Reassessing the Bedrock of Clinical Function Models: An Examination of Large ...
Reassessing the Bedrock of Clinical Function Models: An Examination of Large ...Reassessing the Bedrock of Clinical Function Models: An Examination of Large ...

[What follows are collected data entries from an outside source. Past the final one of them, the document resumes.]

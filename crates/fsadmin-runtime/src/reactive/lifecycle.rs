#![forbid(unsafe_code)]

//! Attach/detach signalling for view-tree nodes.
//!
//! # Design
//!
//! A view node does not inherit lifecycle behaviour; it owns a
//! [`LifecycleDispatcher`] and anything that needs to react to the node
//! entering or leaving the tree registers a [`Lifecycle`] listener on it.
//! The host that owns the real tree calls [`ViewNode::attach`] and
//! [`ViewNode::detach`] once per transition.
//!
//! # Invariants
//!
//! 1. Listeners see strictly alternating `on_attach`/`on_detach` calls,
//!    starting with `on_attach`.
//! 2. Attach runs listeners in registration order; detach runs them in
//!    reverse.
//! 3. A listener registered while the node is attached is attached
//!    immediately.
//!
//! # Failure Modes
//!
//! - A duplicate attach or detach from the host is logged at `warn` and
//!   ignored.

use std::cell::{Cell, RefCell};
use std::rc::Rc;
use std::sync::atomic::{AtomicU64, Ordering};

use super::binding_store::BindingStore;

/// Reacts to a view node entering or leaving the tree.
pub trait Lifecycle {
    fn on_attach(&self);
    fn on_detach(&self);
}

/// Fan-out of attach/detach signals to registered listeners.
#[derive(Default)]
pub struct LifecycleDispatcher {
    listeners: RefCell<Vec<Rc<dyn Lifecycle>>>,
    attached: Cell<bool>,
}

impl std::fmt::Debug for LifecycleDispatcher {
    fn fmt(&self, f: &mut std::fmt::Formatter<'_>) -> std::fmt::Result {
        f.debug_struct("LifecycleDispatcher")
            .field("listeners", &self.listener_count())
            .field("attached", &self.attached.get())
            .finish()
    }
}

impl LifecycleDispatcher {
    #[must_use]
    pub fn new() -> Self {
        Self::default()
    }

    /// Register `listener`. If already attached, it is attached now.
    pub fn add(&self, listener: Rc<dyn Lifecycle>) {
        self.listeners.borrow_mut().push(Rc::clone(&listener));
        if self.attached.get() {
            listener.on_attach();
        }
    }

    /// Unregister `listener` (by pointer identity). Detaches it first if the
    /// dispatcher is attached. Returns whether it was registered.
    pub fn remove(&self, listener: &Rc<dyn Lifecycle>) -> bool {
        let removed = {
            let mut listeners = self.listeners.borrow_mut();
            let before = listeners.len();
            listeners.retain(|l| !Rc::ptr_eq(l, listener));
            listeners.len() != before
        };
        if removed && self.attached.get() {
            listener.on_detach();
        }
        removed
    }

    pub fn attach(&self) {
        if self.attached.replace(true) {
            tracing::warn!("attach of an already attached node ignored");
            return;
        }
        let listeners = self.listeners.borrow().clone();
        for listener in &listeners {
            listener.on_attach();
        }
    }

    pub fn detach(&self) {
        if !self.attached.replace(false) {
            tracing::warn!("detach of a node that is not attached ignored");
            return;
        }
        let listeners = self.listeners.borrow().clone();
        for listener in listeners.iter().rev() {
            listener.on_detach();
        }
    }

    #[must_use]
    pub fn is_attached(&self) -> bool {
        self.attached.get()
    }

    #[must_use]
    pub fn listener_count(&self) -> usize {
        self.listeners.borrow().len()
    }
}

static NODE_ID_COUNTER: AtomicU64 = AtomicU64::new(1);

/// Unique identity of a [`ViewNode`].
#[derive(Debug, Clone, Copy, PartialEq, Eq, Hash, PartialOrd, Ord)]
pub struct NodeId(u64);

impl NodeId {
    fn next() -> Self {
        Self(NODE_ID_COUNTER.fetch_add(1, Ordering::Relaxed))
    }

    #[inline]
    pub const fn get(self) -> u64 {
        self.0
    }
}

impl std::fmt::Display for NodeId {
    fn fmt(&self, f: &mut std::fmt::Formatter<'_>) -> std::fmt::Result {
        write!(f, "node#{}", self.0)
    }
}

struct NodeInner {
    id: NodeId,
    lifecycle: LifecycleDispatcher,
    store: RefCell<Option<Rc<BindingStore>>>,
}

/// Handle to one node of the host's view tree.
///
/// Cloning shares the node.
#[derive(Clone)]
pub struct ViewNode {
    inner: Rc<NodeInner>,
}

impl std::fmt::Debug for ViewNode {
    fn fmt(&self, f: &mut std::fmt::Formatter<'_>) -> std::fmt::Result {
        f.debug_struct("ViewNode")
            .field("id", &self.inner.id)
            .field("attached", &self.is_attached())
            .field("bindings", &self.bindings().map_or(0, |s| s.len()))
            .finish()
    }
}

impl Default for ViewNode {
    fn default() -> Self {
        Self::new()
    }
}

impl ViewNode {
    /// Detached node with no listeners.
    #[must_use]
    pub fn new() -> Self {
        Self {
            inner: Rc::new(NodeInner {
                id: NodeId::next(),
                lifecycle: LifecycleDispatcher::new(),
                store: RefCell::new(None),
            }),
        }
    }

    #[must_use]
    pub fn id(&self) -> NodeId {
        self.inner.id
    }

    /// The node entered the tree.
    pub fn attach(&self) {
        tracing::debug!(node = %self.inner.id, "attach");
        self.inner.lifecycle.attach();
    }

    /// The node left the tree.
    pub fn detach(&self) {
        tracing::debug!(node = %self.inner.id, "detach");
        self.inner.lifecycle.detach();
    }

    #[must_use]
    pub fn is_attached(&self) -> bool {
        self.inner.lifecycle.is_attached()
    }

    #[must_use]
    pub fn lifecycle(&self) -> &LifecycleDispatcher {
        &self.inner.lifecycle
    }

    /// The node's binding store, if any binding was ever set on it.
    #[must_use]
    pub fn bindings(&self) -> Option<Rc<BindingStore>> {
        self.inner.store.borrow().clone()
    }

    /// The node's binding store, created and registered on first use.
    pub(crate) fn bindings_or_init(&self) -> Rc<BindingStore> {
        if let Some(store) = self.bindings() {
            return store;
        }
        let store = Rc::new(BindingStore::new());
        *self.inner.store.borrow_mut() = Some(Rc::clone(&store));
        let listener: Rc<dyn Lifecycle> = store.clone();
        self.inner.lifecycle.add(listener);
        store
    }
}

#[cfg(test)]
mod tests {
    use super::*;
    use tracing_test::traced_test;

    struct Recorder {
        name: &'static str,
        log: Rc<RefCell<Vec<String>>>,
    }

    impl Lifecycle for Recorder {
        fn on_attach(&self) {
            self.log.borrow_mut().push(format!("+{}", self.name));
        }
        fn on_detach(&self) {
            self.log.borrow_mut().push(format!("-{}", self.name));
        }
    }

    fn recorder(name: &'static str, log: &Rc<RefCell<Vec<String>>>) -> Rc<dyn Lifecycle> {
        Rc::new(Recorder {
            name,
            log: Rc::clone(log),
        })
    }

    #[test]
    fn attach_in_order_detach_in_reverse() {
        let log = Rc::new(RefCell::new(Vec::new()));
        let node = ViewNode::new();
        node.lifecycle().add(recorder("a", &log));
        node.lifecycle().add(recorder("b", &log));

        node.attach();
        node.detach();
        assert_eq!(*log.borrow(), vec!["+a", "+b", "-b", "-a"]);
    }

    #[test]
    fn late_listener_attaches_immediately() {
        let log = Rc::new(RefCell::new(Vec::new()));
        let node = ViewNode::new();
        node.attach();
        node.lifecycle().add(recorder("late", &log));
        assert_eq!(*log.borrow(), vec!["+late"]);
    }

    #[test]
    fn removing_attached_listener_detaches_it() {
        let log = Rc::new(RefCell::new(Vec::new()));
        let node = ViewNode::new();
        let listener = recorder("x", &log);
        node.lifecycle().add(Rc::clone(&listener));
        node.attach();
        assert!(node.lifecycle().remove(&listener));
        assert!(!node.lifecycle().remove(&listener));
        node.detach();
        assert_eq!(*log.borrow(), vec!["+x", "-x"]);
    }

    #[test]
    #[traced_test]
    fn duplicate_transitions_are_ignored() {
        let log = Rc::new(RefCell::new(Vec::new()));
        let node = ViewNode::new();
        node.lifecycle().add(recorder("a", &log));
        node.detach();
        node.attach();
        node.attach();
        assert_eq!(*log.borrow(), vec!["+a"]);
        assert!(logs_contain("already attached"));
        assert!(logs_contain("not attached"));
    }

    #[test]
    fn node_ids_are_unique() {
        assert_ne!(ViewNode::new().id(), ViewNode::new().id());
    }
}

Reassessing the Bedrock of Clinical Function Models: An Examination of Large ...
 
Optimizing AI for immediate response in Smart CCTV
Optimizing AI for immediate response in Smart CCTVOptimizing AI for immediate response in Smart CCTV
Optimizing AI for immediate response in Smart CCTV
 
A Secure and Reliable Document Management System is Essential.docx
A Secure and Reliable Document Management System is Essential.docxA Secure and Reliable Document Management System is Essential.docx
A Secure and Reliable Document Management System is Essential.docx
 
CALL ON ➥8923113531 🔝Call Girls Kakori Lucknow best sexual service Online ☂️
CALL ON ➥8923113531 🔝Call Girls Kakori Lucknow best sexual service Online  ☂️CALL ON ➥8923113531 🔝Call Girls Kakori Lucknow best sexual service Online  ☂️
CALL ON ➥8923113531 🔝Call Girls Kakori Lucknow best sexual service Online ☂️
 

Exasol User Group, 8 Oct 2018: PyEXASOL and UDF

  • 1. Data ingestion with PyEXASOL and UDFs Vitaly Markov
  • 2. What is Badoo? ❖ Dating-focused ❖ Social network ❖ Multiple brands ❖ ~ 190 countries ❖ ~ 47 languages ❖ ~ 400,000,000 users
  • 3. Exasol setup ❖ Bare-metal hardware ❖ 20 (+1) nodes: ➢ ~ 480 CPU cores total ➢ ~ 14 Tb RAM total ➢ ~ 350 Tb raw hot data ❖ ~ 20,000,000,000 events daily ❖ ~ 98% cache hit rate
  • 5. ❖ Network-bound (WiFi, VPN) ❖ Benefits from compression ❖ CPU-bound, but many cores ❖ Benefits from multiprocessing Person with laptop Server in datacenter
  • 6. PyEXASOL ❖ Websocket protocol ❖ Python 3.6+ ❖ HTTP transport, compression ❖ Multiprocessing ❖ Feature-rich ❖ For analysts with laptops ❖ For parallel machine learning
  • 7. What's wrong with ODBC? ODBC driver Python objects Pandas DataFrame slow
  • 9. Parallel HTTP Transport 200M users are scored in 3 minutes
  • 10. 100% CPU usage on all cores Progress tracking:
  • 11. How it looks in Exasol EXPORT my_table INTO CSV AT 'http://27.1.0.30:33601' FILE '000.csv' AT 'http://27.1.0.31:41733' FILE '001.csv' AT 'http://27.1.0.32:45014' FILE '002.csv' AT 'http://27.1.0.33:42071' FILE '003.csv' AT 'http://27.1.0.34:36669' FILE '004.csv' AT 'http://27.1.0.35:36794' FILE '005.csv'
  • 12. Other features ❖ Multi-host connection strings ❖ SQL formatter ❖ SSL encryption ❖ Local config (.ini file) ❖ Metadata requests ❖ Profiling of last query ❖ Built-in UDF script output server
  • 15. UDF Framework ❖ Run anything in Exasol ❖ In massively parallel manner ❖ Very flexible ❖ Great for IMPORT / EXPORT ❖ But: ➢ Requires some skill ➢ Lack of practical manual
  • 16. Parallel import from MySQL ❖ MariaDB JDBC driver ❖ Protocol compression ❖ ~ 200 MySQL hosts ❖ ~ 376,400 shards ❖ Up to 800 parallel threads ❖ 500,000,000 rows in 10m
  • 17. Hadoop ORC support ❖ Columnar format ❖ Native Java API ❖ VectorizedRowBatch (fast!) ❖ Exasol can pre-sort data ❖ Optional bloom filters ❖ Many custom settings
  • 18. Logging best practices INF VM:139966036683480 B:1 I:16 2018-09-22 18:30:57.718 [Start BATCH] {"total_memory":61,"db_host":"dbs156.mlan","max_memory":494} INF VM:139966036683480 B:1 I:16 2018-09-22 18:30:57.939 [Finish spot] {"spot_id":"189607","db_host":"dbs156.mlan","row_count":16} INF VM:139966036683480 B:1 I:16 2018-09-22 18:30:57.976 [Finish spot] {"spot_id":"189614","db_host":"dbs156.mlan","row_count":24} INF VM:139966036683480 B:1 I:16 2018-09-22 18:31:00.788 [Finish BATCH] {"total_memory":61,"total_duration":3.067,"row_count_total":2924,"spot_count_total ":174,"fetch_duration":0.695,"db_host":"dbs156.mlan","statement_duration":1.99,"co mpression":"ON","bytes_sent":"797967","max_memory":494} PyEXASOL function: execute_udf_output()
  • 20. Memory pitfall Exasol DB RAM Cluster OS UDF Pre-allocated during startup Set in ExaOperations: DB RAM, Huge Pages Required for OS Tiny! ❖ Always monitor memory usage ❖ Exasol may lose parallelism if >4Gb RAM used per node ❖ Increase this limit if you need it (contact Customer Support)
  • 21. Long transaction pitfall Process 2 Process 1 Process 3 Process 4 ❖ Some groups are slow ❖ Not obvious ❖ Hard to profile ❖ Holding locks ❖ Holding resources ❖ QUERY_TIMEOUT helps
  • 22. Gists ❖ Exasol UDF: Import from MySQL ❖ Exasol UDF: Import from Hadoop ORC ❖ Exasol UDF: Export to Hadoop ORC Icons from the Noun Project Thank you!